247. Exemples de progrès permis par l'analyse informatique des données134. La data forensic consiste à analyser les supports électroniques à l'aide de logiciels et de matériels « technico--légaux ». Ce sont des solutions généralement proposées par des entreprises spécialisées d'audit et de sécurité. Par l'utilisation d'équipements techniques spécialisés ils vont pouvoir collecter et sécuriser les preuves éventuelles, traiter et analyser des volumes conséquents de courriers électroniques, confronter les données suspectes et identifier les auteurs et responsables, apporter un soutien aux enquêteurs, avocats et parties. Ces solutions vont permettre également de numériser des documents papiers afin de les analyser par mots clefs ce qui permet de gagner un temps considérable.

248. La France, pays leaders dans l'analyse informatique des données. Aujourd'hui, 25% des fraudes détectées (dont la corruption) l'ont été grâce à ces systèmes de détection automatisés.
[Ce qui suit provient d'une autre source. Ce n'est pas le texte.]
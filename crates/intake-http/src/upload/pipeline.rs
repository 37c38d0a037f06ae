//! The single-part and multi-part upload steps.

use std::path::Path;

use axum::extract::Multipart;
use axum::extract::multipart::{Field, MultipartError};
use intake_core::fs::{ensure_dir, generated_file_name, sanitize_file_name};
use intake_core::sniff::{SNIFF_LEN, detect_content_type};
use tokio::fs::File;
use tokio::io::AsyncWriteExt;

use crate::error::{Error, ErrorKind, Result};
use crate::upload::{UploadConfig, UploadedFile};

/// Tracing target for upload operations.
const TRACING_TARGET: &str = "intake_http::upload";

/// Ingests every file part of a multipart body, in arrival order.
///
/// Parts without a client-declared filename are plain form values and are
/// skipped. Fails fast on the first error without processing further parts;
/// files written for earlier parts of the same batch are NOT removed -- the
/// caller decides whether to clean up. The embedding router should install a
/// whole-request ceiling (see [`crate::middleware::body_limit_layer`]) ahead
/// of multipart parsing.
pub async fn upload_files(
    mut multipart: Multipart,
    dest_dir: impl AsRef<Path>,
    rename: bool,
    config: &UploadConfig,
) -> Result<Vec<UploadedFile>> {
    let dest_dir = dest_dir.as_ref();
    let mut uploaded = Vec::new();

    while let Some(field) = multipart.next_field().await.map_err(read_error)? {
        let Some(original_name) = field.file_name().map(str::to_owned) else {
            continue;
        };

        let file = save_field(field, &original_name, dest_dir, rename, config).await?;
        uploaded.push(file);
    }

    Ok(uploaded)
}

/// Ingests the first file part of a multipart body, ignoring the rest.
///
/// Behaves exactly like [`upload_files`] for that part. Fails with
/// [`ErrorKind::UploadIoError`] when the body contains no file part at all.
pub async fn upload_one_file(
    mut multipart: Multipart,
    dest_dir: impl AsRef<Path>,
    rename: bool,
    config: &UploadConfig,
) -> Result<UploadedFile> {
    while let Some(field) = multipart.next_field().await.map_err(read_error)? {
        let Some(original_name) = field.file_name().map(str::to_owned) else {
            continue;
        };

        return save_field(field, &original_name, dest_dir.as_ref(), rename, config).await;
    }

    Err(ErrorKind::UploadIoError
        .with_message("multipart body contained no file part")
        .into_static())
}

/// Consumes one multipart file part and streams it to disk.
///
/// Buffers a bounded prefix for content sniffing, validates the sniffed type
/// against the allow-list before anything touches storage, then replays the
/// prefix ahead of the remaining chunks into the destination file. The
/// partial file is removed on every failure past its creation.
async fn save_field(
    mut field: Field<'_>,
    original_name: &str,
    dest_dir: &Path,
    rename: bool,
    config: &UploadConfig,
) -> Result<UploadedFile> {
    let mut prefix: Vec<u8> = Vec::with_capacity(SNIFF_LEN);
    while prefix.len() < SNIFF_LEN {
        match field.chunk().await.map_err(read_error)? {
            Some(chunk) => prefix.extend_from_slice(&chunk),
            None => break,
        }
    }

    let content_type = detect_content_type(&prefix);
    if !config.is_allowed(content_type) {
        tracing::debug!(
            target: TRACING_TARGET,
            original_name = %original_name,
            content_type = %content_type,
            "rejecting file with disallowed content type"
        );
        return Err(ErrorKind::UnsupportedFileType
            .with_message(format!("file type {content_type:?} is not permitted"))
            .into_static());
    }

    ensure_dir(dest_dir).await.map_err(|err| {
        tracing::error!(
            target: TRACING_TARGET,
            error = %err,
            dest_dir = %dest_dir.display(),
            "failed to create destination directory"
        );
        ErrorKind::DirectoryCreateError
            .with_context(format!("create {}: {}", dest_dir.display(), err))
            .into_static()
    })?;

    let new_file_name = if rename {
        generated_file_name(original_name)
    } else {
        sanitize_file_name(original_name)
    };
    let dest_path = dest_dir.join(&new_file_name);

    let mut file = File::create(&dest_path).await.map_err(|err| {
        tracing::error!(
            target: TRACING_TARGET,
            error = %err,
            path = %dest_path.display(),
            "failed to create destination file"
        );
        ErrorKind::UploadIoError
            .with_context(format!("create {}: {}", dest_path.display(), err))
            .into_static()
    })?;

    match copy_part(&mut field, &mut file, &prefix, config.max_file_size).await {
        Ok(file_size) => {
            tracing::debug!(
                target: TRACING_TARGET,
                original_name = %original_name,
                new_file_name = %new_file_name,
                file_size,
                "file stored"
            );

            Ok(UploadedFile {
                original_file_name: original_name.to_owned(),
                new_file_name,
                file_size,
            })
        }
        Err(error) => {
            drop(file);
            if let Err(remove_err) = tokio::fs::remove_file(&dest_path).await {
                tracing::error!(
                    target: TRACING_TARGET,
                    error = %remove_err,
                    path = %dest_path.display(),
                    "failed to remove partial upload"
                );
            }
            Err(error)
        }
    }
}

/// Writes the sniffed prefix followed by the remaining field chunks,
/// counting bytes and enforcing the size ceiling as it goes.
async fn copy_part(
    field: &mut Field<'_>,
    file: &mut File,
    prefix: &[u8],
    max_file_size: u64,
) -> Result<u64> {
    let mut written: u64 = 0;

    write_counted(file, prefix, &mut written, max_file_size).await?;
    while let Some(chunk) = field.chunk().await.map_err(read_error)? {
        write_counted(file, &chunk, &mut written, max_file_size).await?;
    }

    file.flush().await.map_err(write_error)?;
    Ok(written)
}

async fn write_counted(
    file: &mut File,
    chunk: &[u8],
    written: &mut u64,
    max_file_size: u64,
) -> Result<()> {
    *written += chunk.len() as u64;
    if *written > max_file_size {
        return Err(ErrorKind::FileTooLarge
            .with_message(format!(
                "file exceeds maximum size of {max_file_size} bytes",
            ))
            .into_static());
    }

    file.write_all(chunk).await.map_err(write_error)
}

fn read_error(err: MultipartError) -> Error<'static> {
    ErrorKind::UploadIoError
        .with_message("the upload stream could not be read")
        .with_context(err.to_string())
        .into_static()
}

fn write_error(err: std::io::Error) -> Error<'static> {
    ErrorKind::UploadIoError
        .with_context(format!("write failed: {}", err))
        .into_static()
}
D'après l'étude menée par PwcFrance, en Europe de l'ouest et en France plus particulièrement la relation entre le nombre de fraudes détectées et l'utilisation de ces nouveaux systèmes est plus élevée qu'au niveau mondial. Un chiffre frappe quant à l'efficacité de ces méthodes de détections: « 80% des entreprises françaises ayant reporté au moins une fraude avaient au préalable réalisé une évaluation (analyse informatique des données) de leur risque de fraude »135

249. Ainsi, la lutte contre la fraude en général, la corruption en particulier et donc la corruption privée doit faire l'objet d'une attention toute particulière de la part des entreprises. Nous avons vu que ces dernières disposent d'un arsenal conséquent à mettre à oeuvre afin d'assainir leurs pratiques. Toutefois, les autorités publiques nationales et internationales ont le devoir de s'investir dans la lutte. Non seulement en la rendant possible - on a pu mesurer ce rôle au regard des évolutions législatives sur les lanceurs d'alerte - mais aussi en encourageant la lutte.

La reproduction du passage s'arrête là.